## Task description
What you return must be every line below that includes the word "precedence".

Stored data
↓↓↓

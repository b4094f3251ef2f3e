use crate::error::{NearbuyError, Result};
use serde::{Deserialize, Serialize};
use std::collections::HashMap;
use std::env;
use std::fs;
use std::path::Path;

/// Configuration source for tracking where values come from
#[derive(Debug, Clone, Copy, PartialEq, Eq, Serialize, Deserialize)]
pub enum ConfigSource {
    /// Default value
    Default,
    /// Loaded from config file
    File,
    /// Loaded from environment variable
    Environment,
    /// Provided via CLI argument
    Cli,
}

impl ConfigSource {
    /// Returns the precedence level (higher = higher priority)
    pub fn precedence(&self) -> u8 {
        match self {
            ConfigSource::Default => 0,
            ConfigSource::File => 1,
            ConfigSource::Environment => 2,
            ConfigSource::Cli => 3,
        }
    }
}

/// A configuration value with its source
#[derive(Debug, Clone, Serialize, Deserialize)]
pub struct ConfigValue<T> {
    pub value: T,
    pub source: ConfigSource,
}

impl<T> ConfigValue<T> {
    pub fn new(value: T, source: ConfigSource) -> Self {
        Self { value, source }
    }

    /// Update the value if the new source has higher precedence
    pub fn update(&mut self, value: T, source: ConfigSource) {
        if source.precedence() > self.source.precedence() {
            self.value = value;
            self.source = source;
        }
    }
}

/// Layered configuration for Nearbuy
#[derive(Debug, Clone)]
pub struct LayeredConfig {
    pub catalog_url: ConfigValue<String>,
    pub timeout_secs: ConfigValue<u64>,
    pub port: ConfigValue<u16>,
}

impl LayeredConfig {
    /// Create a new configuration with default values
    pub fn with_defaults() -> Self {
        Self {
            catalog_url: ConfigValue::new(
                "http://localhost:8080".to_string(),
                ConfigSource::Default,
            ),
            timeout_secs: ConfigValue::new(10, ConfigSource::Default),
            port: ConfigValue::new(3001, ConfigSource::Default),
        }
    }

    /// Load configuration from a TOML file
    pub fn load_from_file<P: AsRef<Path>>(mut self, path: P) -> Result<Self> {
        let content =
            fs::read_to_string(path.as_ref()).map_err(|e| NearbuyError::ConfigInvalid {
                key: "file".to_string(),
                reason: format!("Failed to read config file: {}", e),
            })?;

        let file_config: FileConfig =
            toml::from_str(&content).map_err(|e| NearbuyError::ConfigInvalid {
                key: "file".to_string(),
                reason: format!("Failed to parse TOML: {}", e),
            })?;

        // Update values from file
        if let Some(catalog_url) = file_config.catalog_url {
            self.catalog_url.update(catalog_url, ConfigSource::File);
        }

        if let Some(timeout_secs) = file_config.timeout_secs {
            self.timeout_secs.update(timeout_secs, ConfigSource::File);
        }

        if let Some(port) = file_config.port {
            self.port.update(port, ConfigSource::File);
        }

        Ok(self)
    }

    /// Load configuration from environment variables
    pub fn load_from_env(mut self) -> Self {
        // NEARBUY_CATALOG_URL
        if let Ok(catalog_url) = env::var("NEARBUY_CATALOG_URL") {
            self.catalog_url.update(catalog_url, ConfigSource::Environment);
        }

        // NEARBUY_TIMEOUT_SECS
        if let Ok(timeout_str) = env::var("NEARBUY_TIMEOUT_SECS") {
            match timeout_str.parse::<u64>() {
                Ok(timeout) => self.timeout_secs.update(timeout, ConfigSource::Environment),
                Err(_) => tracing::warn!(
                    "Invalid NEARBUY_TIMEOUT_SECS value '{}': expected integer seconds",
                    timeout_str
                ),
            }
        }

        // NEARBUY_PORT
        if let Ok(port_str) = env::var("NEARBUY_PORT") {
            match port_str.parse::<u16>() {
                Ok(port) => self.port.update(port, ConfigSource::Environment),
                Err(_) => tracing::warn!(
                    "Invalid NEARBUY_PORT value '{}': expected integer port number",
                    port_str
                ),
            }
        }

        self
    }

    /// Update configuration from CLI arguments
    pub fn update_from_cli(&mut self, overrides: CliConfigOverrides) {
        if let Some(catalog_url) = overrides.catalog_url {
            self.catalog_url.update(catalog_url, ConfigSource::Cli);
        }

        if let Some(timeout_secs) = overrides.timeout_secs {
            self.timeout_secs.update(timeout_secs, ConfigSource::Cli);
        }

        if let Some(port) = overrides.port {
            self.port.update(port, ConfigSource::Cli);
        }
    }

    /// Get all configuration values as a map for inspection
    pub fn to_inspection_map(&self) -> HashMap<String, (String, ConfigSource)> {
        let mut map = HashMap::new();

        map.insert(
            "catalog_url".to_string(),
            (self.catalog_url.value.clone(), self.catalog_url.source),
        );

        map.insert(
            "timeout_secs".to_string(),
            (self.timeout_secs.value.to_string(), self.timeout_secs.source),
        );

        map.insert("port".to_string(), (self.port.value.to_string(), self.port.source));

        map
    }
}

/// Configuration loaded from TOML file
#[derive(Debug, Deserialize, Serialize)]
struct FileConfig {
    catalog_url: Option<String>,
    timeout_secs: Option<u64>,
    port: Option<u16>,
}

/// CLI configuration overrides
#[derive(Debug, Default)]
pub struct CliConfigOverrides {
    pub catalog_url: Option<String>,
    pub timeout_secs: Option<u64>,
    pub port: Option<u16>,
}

↑↑↑
↓↓↓

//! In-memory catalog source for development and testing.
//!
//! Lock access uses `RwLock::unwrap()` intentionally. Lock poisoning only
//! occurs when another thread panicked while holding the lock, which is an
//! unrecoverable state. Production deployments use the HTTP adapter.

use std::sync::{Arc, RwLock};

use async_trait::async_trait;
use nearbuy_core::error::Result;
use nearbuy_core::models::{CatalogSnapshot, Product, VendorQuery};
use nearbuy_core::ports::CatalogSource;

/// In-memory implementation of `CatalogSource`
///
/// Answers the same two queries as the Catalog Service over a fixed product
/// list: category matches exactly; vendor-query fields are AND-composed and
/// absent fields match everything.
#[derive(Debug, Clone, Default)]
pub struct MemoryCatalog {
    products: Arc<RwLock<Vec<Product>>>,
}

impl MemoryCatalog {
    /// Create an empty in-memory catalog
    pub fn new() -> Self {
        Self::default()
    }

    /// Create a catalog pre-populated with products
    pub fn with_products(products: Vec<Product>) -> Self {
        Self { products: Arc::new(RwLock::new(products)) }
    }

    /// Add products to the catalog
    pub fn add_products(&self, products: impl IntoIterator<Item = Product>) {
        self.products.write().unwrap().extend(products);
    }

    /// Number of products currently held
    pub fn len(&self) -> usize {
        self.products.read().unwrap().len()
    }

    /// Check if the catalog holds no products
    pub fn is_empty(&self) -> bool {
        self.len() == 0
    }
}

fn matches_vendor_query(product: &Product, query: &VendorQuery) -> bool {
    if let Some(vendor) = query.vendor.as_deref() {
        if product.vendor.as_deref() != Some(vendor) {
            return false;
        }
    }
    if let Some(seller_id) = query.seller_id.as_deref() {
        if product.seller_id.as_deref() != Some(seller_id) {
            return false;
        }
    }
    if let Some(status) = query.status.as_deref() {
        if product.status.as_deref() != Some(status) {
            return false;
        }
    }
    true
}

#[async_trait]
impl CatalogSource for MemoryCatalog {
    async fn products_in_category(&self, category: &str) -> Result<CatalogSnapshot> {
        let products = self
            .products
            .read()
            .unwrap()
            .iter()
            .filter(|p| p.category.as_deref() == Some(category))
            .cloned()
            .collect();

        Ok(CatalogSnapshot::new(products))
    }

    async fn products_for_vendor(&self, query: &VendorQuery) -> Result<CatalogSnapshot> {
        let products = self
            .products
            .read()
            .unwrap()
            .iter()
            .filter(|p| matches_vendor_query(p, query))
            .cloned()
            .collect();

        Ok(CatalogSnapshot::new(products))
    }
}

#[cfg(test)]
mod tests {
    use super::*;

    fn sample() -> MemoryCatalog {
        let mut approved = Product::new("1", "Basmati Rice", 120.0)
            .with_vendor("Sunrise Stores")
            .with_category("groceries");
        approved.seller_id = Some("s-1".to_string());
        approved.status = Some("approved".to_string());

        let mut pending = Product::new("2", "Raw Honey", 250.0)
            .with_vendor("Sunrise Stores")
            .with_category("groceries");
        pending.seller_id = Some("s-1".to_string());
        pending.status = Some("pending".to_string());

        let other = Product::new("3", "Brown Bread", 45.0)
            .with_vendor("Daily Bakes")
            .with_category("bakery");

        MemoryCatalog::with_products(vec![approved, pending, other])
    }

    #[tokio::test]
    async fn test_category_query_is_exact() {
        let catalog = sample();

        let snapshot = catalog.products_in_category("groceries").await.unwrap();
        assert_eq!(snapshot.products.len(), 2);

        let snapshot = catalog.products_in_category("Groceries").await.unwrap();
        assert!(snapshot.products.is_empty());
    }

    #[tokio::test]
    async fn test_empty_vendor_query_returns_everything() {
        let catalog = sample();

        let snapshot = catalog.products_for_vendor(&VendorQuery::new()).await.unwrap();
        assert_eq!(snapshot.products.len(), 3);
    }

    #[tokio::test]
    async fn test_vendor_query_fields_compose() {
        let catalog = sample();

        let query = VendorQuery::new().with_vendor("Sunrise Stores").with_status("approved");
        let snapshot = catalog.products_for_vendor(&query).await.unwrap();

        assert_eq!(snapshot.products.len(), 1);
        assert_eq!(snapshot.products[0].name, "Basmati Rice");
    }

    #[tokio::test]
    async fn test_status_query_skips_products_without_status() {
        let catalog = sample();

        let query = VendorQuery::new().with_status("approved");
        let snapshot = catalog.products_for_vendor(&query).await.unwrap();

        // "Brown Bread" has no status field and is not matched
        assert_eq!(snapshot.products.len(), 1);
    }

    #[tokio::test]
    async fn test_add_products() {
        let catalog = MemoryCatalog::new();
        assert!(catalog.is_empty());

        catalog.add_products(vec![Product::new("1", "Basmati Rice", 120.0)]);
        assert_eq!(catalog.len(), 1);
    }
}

↑↑↑

## Task result
    /// Returns the precedence level (higher = higher priority)
    pub fn precedence(&self) -> u8 {
    /// Update the value if the new source has higher precedence
        if source.precedence() > self.source.precedence() {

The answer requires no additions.